▶ [Work to complete]: For this exercise, reproduce the entries below exactly, but only from the line containing "filename lab/src/core/value.rs" through the line containing "use serde_json::Value;", both included.

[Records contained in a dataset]
'''

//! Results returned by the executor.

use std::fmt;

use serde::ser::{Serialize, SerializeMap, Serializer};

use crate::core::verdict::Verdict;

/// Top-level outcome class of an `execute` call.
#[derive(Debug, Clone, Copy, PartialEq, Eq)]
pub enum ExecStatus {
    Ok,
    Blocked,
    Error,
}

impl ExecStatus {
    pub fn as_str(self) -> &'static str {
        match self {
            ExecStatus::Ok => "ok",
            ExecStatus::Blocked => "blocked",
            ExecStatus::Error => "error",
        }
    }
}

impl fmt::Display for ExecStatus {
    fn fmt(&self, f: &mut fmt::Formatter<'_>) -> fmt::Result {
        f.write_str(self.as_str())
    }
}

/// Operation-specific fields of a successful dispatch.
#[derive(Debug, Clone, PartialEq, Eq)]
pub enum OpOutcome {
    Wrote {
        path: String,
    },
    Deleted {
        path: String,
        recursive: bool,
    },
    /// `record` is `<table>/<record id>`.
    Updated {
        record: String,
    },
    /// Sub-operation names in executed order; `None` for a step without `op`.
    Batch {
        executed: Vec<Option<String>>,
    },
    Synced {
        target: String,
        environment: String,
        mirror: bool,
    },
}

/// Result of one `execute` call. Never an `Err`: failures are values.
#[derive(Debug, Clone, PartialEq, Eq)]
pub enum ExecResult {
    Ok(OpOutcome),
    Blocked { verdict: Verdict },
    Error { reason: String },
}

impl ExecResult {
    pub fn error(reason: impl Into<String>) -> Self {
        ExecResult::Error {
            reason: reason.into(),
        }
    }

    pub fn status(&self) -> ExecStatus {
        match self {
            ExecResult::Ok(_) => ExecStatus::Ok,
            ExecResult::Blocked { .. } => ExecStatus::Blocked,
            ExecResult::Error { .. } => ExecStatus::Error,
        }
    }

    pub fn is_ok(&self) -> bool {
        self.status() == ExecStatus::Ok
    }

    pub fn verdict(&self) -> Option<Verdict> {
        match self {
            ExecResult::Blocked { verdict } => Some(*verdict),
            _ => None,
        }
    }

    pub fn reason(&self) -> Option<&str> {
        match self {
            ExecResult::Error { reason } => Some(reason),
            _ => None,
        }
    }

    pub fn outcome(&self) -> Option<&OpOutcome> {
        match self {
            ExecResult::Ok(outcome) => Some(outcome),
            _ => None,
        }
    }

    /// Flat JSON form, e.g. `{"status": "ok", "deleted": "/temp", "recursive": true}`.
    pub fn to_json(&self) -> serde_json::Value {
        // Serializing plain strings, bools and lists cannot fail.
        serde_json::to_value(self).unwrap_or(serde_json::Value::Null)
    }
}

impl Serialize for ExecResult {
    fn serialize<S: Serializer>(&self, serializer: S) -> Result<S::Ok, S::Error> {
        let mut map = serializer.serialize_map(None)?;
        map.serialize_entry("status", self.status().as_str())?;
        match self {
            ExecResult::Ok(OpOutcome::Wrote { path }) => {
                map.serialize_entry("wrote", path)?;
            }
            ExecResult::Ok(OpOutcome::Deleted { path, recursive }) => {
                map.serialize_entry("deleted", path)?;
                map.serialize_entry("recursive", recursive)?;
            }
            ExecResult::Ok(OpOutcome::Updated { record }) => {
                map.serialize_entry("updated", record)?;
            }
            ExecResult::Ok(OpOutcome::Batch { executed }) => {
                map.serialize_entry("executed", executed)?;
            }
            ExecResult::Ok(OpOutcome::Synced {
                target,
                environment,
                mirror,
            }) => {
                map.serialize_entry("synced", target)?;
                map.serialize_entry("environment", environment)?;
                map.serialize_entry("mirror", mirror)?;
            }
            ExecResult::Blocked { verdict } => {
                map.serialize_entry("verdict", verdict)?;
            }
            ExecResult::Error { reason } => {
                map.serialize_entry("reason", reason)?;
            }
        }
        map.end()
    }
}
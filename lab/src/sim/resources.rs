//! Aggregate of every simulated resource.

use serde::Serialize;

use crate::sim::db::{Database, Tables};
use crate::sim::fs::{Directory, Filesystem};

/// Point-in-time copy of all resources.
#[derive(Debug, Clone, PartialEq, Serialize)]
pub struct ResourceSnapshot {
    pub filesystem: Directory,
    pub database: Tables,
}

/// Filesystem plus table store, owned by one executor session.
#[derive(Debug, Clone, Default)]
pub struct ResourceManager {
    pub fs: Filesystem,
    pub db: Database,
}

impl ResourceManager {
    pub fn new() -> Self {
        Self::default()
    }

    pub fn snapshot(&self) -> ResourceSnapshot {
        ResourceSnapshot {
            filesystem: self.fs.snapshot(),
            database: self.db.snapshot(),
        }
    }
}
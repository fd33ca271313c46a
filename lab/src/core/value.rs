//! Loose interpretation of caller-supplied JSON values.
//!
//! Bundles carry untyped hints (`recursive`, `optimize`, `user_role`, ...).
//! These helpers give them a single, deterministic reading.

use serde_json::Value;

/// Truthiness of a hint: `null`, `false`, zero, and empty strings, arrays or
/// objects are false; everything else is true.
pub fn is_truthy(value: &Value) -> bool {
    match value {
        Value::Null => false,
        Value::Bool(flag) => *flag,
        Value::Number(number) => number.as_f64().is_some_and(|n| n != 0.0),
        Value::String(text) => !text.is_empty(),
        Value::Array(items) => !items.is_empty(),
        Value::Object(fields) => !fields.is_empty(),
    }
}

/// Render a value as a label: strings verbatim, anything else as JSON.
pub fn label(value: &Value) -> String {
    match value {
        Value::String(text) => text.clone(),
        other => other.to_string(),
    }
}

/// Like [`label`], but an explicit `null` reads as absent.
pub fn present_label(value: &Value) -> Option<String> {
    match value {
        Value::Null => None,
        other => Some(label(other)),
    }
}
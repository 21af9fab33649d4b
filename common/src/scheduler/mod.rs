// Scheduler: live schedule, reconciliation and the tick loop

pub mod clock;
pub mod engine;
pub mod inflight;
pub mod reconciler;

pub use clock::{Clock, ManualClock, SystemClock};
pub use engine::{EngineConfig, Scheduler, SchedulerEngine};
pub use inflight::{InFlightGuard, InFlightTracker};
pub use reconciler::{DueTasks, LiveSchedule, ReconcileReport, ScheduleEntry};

'''

▶ [Exercise response]:
filename lab/src/core/value.rs
//! Loose interpretation of caller-supplied JSON values.
//!
//! Bundles carry untyped hints (`recursive`, `optimize`, `user_role`, ...).
//! These helpers give them a single, deterministic reading.

use serde_json::Value;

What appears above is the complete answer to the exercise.